191525, 13 December 2017)

FACTS: On October 1, 1941, respondent corporation, Christern Huenefeld, & Co., Inc obtained a fire insurance
policy to Filipina Compañ ia covering merchandise contained in its building in Binondo Manila. However,
during the Japanese military occupation, the building as well as the insured merchandise were burned.

Christern Huenefeld submitted its claim under the policy but Filipina Compañ ia refuses on the ground that
the policy ceased to be valid because the former became public enemy when the US declared war against the
Germany.

The CA overruled the contention that Christern Huenefeld became an enemy of the US.

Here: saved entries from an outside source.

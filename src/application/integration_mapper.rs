//! RelationshipIntegrationMapper - Builds wire events at relay time.
//!
//! Updated and Deleted events carry the journey's current audience, read from
//! the relationship store when the row is relayed rather than when it was
//! written. Relationship rows outlive the journey, so a delete still sees them.

use async_trait::async_trait;
use std::sync::Arc;

use crate::domain::foundation::{DomainError, JourneyId, UserId};
use crate::domain::integration::{IntegrationEvent, JourneyDeletedV1, JourneyUpdatedV1};
use crate::domain::outbox::OutboxEvent;
use crate::ports::{IntegrationEventMapper, RelationshipRepository};

pub struct RelationshipIntegrationMapper {
    relationships: Arc<dyn RelationshipRepository>,
}

impl RelationshipIntegrationMapper {
    pub fn new(relationships: Arc<dyn RelationshipRepository>) -> Self {
        Self { relationships }
    }

    async fn audience(
        &self,
        journey_id: &JourneyId,
    ) -> Result<(Vec<UserId>, Vec<UserId>), DomainError> {
        futures::try_join!(
            self.relationships.favoriting_users(journey_id),
            self.relationships.shared_with_users(journey_id),
        )
    }
}

#[async_trait]
impl IntegrationEventMapper for RelationshipIntegrationMapper {
    async fn map(&self, event: &OutboxEvent) -> Result<IntegrationEvent, DomainError> {
        let mapped = match event {
            OutboxEvent::JourneyCreated(e) => IntegrationEvent::JourneyCreated(e.into()),
            OutboxEvent::JourneyUpdated(e) => {
                let (favoriting, shared_with) = self.audience(&e.journey_id).await?;
                IntegrationEvent::JourneyUpdated(JourneyUpdatedV1::from_domain(
                    e,
                    favoriting,
                    shared_with,
                ))
            }
            OutboxEvent::JourneyDeleted(e) => {
                let (favoriting, shared_with) = self.audience(&e.journey_id).await?;
                IntegrationEvent::JourneyDeleted(JourneyDeletedV1::from_domain(
                    e,
                    favoriting,
                    shared_with,
                ))
            }
            OutboxEvent::UserStatusChanged(e) => IntegrationEvent::UserStatusChanged(e.into()),
            OutboxEvent::DailyGoalAchieved(e) => IntegrationEvent::DailyGoalAchieved(e.into()),
        };
        Ok(mapped)
    }
}

#[cfg(test)]
mod tests {
    use super::*;
    use crate::adapters::memory::InMemoryRelationshipRepository;
    use crate::domain::foundation::{DistanceKm, Timestamp};
    use crate::domain::journey::{Favorite, Journey, JourneyDetails, Location, Share, TransportType};
    use crate::domain::user::{UserAccount, UserStatus};

    fn user(id: &str) -> UserId {
        UserId::new(id).unwrap()
    }

    fn details(start: &str, km: f64) -> JourneyDetails {
        let start = Timestamp::parse_rfc3339(start).unwrap();
        JourneyDetails {
            start_location: Location::new("Home").unwrap(),
            start_time: start,
            arrival_location: Location::new("Office").unwrap(),
            arrival_time: start.plus_secs(2400),
            transport_type: TransportType::Cycling,
            distance_km: DistanceKm::try_from_km(km).unwrap(),
        }
    }

    async fn setup() -> (Arc<InMemoryRelationshipRepository>, RelationshipIntegrationMapper, Journey) {
        let now = Timestamp::parse_rfc3339("2024-03-01T08:00:00Z").unwrap();
        let (journey, _) = Journey::create(
            JourneyId::new(),
            user("owner"),
            details("2024-03-01T07:00:00Z", 12.0),
            now,
        )
        .unwrap();

        let relationships = Arc::new(InMemoryRelationshipRepository::new());
        relationships
            .add_favorite(&Favorite {
                journey_id: journey.id(),
                user_id: user("fan"),
                created_at: now,
            })
            .await
            .unwrap();
        relationships
            .add_share(&Share::new(journey.id(), user("friend"), user("owner"), now).unwrap())
            .await
            .unwrap();

        let mapper = RelationshipIntegrationMapper::new(relationships.clone());
        (relationships, mapper, journey)
    }

    #[tokio::test]
    async fn created_maps_without_audience() {
        let (_, mapper, _) = setup().await;
        let now = Timestamp::now();
        let (_, events) = Journey::create(
            JourneyId::new(),
            user("owner"),
            details("2024-03-02T07:00:00Z", 5.0),
            now,
        )
        .unwrap();
        let event = OutboxEvent::from(events.into_iter().next().unwrap());

        let mapped = mapper.map(&event).await.unwrap();
        assert!(matches!(mapped, IntegrationEvent::JourneyCreated(_)));
    }

    #[tokio::test]
    async fn updated_carries_favoriters_and_shares() {
        let (_, mapper, journey) = setup().await;
        let (_, events) = journey
            .update(&user("owner"), details("2024-03-01T07:00:00Z", 14.5), Timestamp::now())
            .unwrap();
        let event = OutboxEvent::from(events.into_iter().next().unwrap());

        let IntegrationEvent::JourneyUpdated(wire) = mapper.map(&event).await.unwrap() else {
            panic!("expected journey.updated.v1");
        };
        assert_eq!(wire.favoriting_user_ids, vec![user("fan")]);
        assert_eq!(wire.shared_with_user_ids, vec![user("friend")]);
        assert_eq!(wire.old_distance_km, DistanceKm::try_from_km(12.0).unwrap());
        assert_eq!(wire.distance_km, DistanceKm::try_from_km(14.5).unwrap());
    }

    #[tokio::test]
    async fn deleted_reads_audience_at_map_time() {
        let (relationships, mapper, journey) = setup().await;
        let events = journey.delete(&user("owner"), Timestamp::now()).unwrap();
        let event = OutboxEvent::from(events.into_iter().next().unwrap());
        relationships
            .remove_share(&journey.id(), &user("friend"))
            .await
            .unwrap();

        let IntegrationEvent::JourneyDeleted(wire) = mapper.map(&event).await.unwrap() else {
            panic!("expected journey.deleted.v1");
        };
        assert_eq!(wire.favoriting_user_ids, vec![user("fan")]);
        assert!(wire.shared_with_user_ids.is_empty());
    }

    #[tokio::test]
    async fn user_status_change_maps_directly() {
        let (_, mapper, _) = setup().await;
        let account = UserAccount::new(user("rider"), Timestamp::now());
        let (_, events) = account
            .change_status(UserStatus::Suspended, &user("admin"), Timestamp::now())
            .unwrap();
        let event = OutboxEvent::from(events.into_iter().next().unwrap());

        let IntegrationEvent::UserStatusChanged(wire) = mapper.map(&event).await.unwrap() else {
            panic!("expected user.status_changed.v1");
        };
        assert_eq!(wire.new_status, UserStatus::Suspended);
        assert_eq!(wire.changed_by_user_id, user("admin"));
    }
}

ISSUE: WON Christern Huenefeld and co is a corporation of public enemy; and WON the insurance policy
issued in its favor ceased to be valid and enforceable

RULING: YES. Christern Huenefeld and co is a corporation of public enemy since the majority of stockholders
of the respondent corporation were German subjects. It became an enemy of the state upon the outbreak of
the war between US and Germany.
Under the Doctrine of piercing the corporate veil, A corporation was subject to enemy legislation when it was
controlled by enemies, namely managed under the influence of individuals or corporations themselves
considered as enemies…

The Philippine Insurance Law (Act No 2427, as amended), in Section 8, provides that “anyone except a public
enemy may be insured”. It stands to reason that an insurance policy ceases to be allowable as soon as an
insured becomes a public enemy.

The Christern Huenefeld having an enemy corporation on December 10, 1941, the insurance policy issued in
its favor on October 1, 1941, by Filipinas Compañ ia had ceased to be valid and enforceable, and since the
insured good were burned during the war, Christern Huenefeld was not entitled to any indemnity under said
policy from Filipinas Compañ ia. However, elementary rule of justice (in the absence of specific provisions in
the Insurance Law) require that the premium paid by the Christern Huenefeld for the period covered by its
policy from December 11, 1941, should be returned by the Filipinas Compañ ia.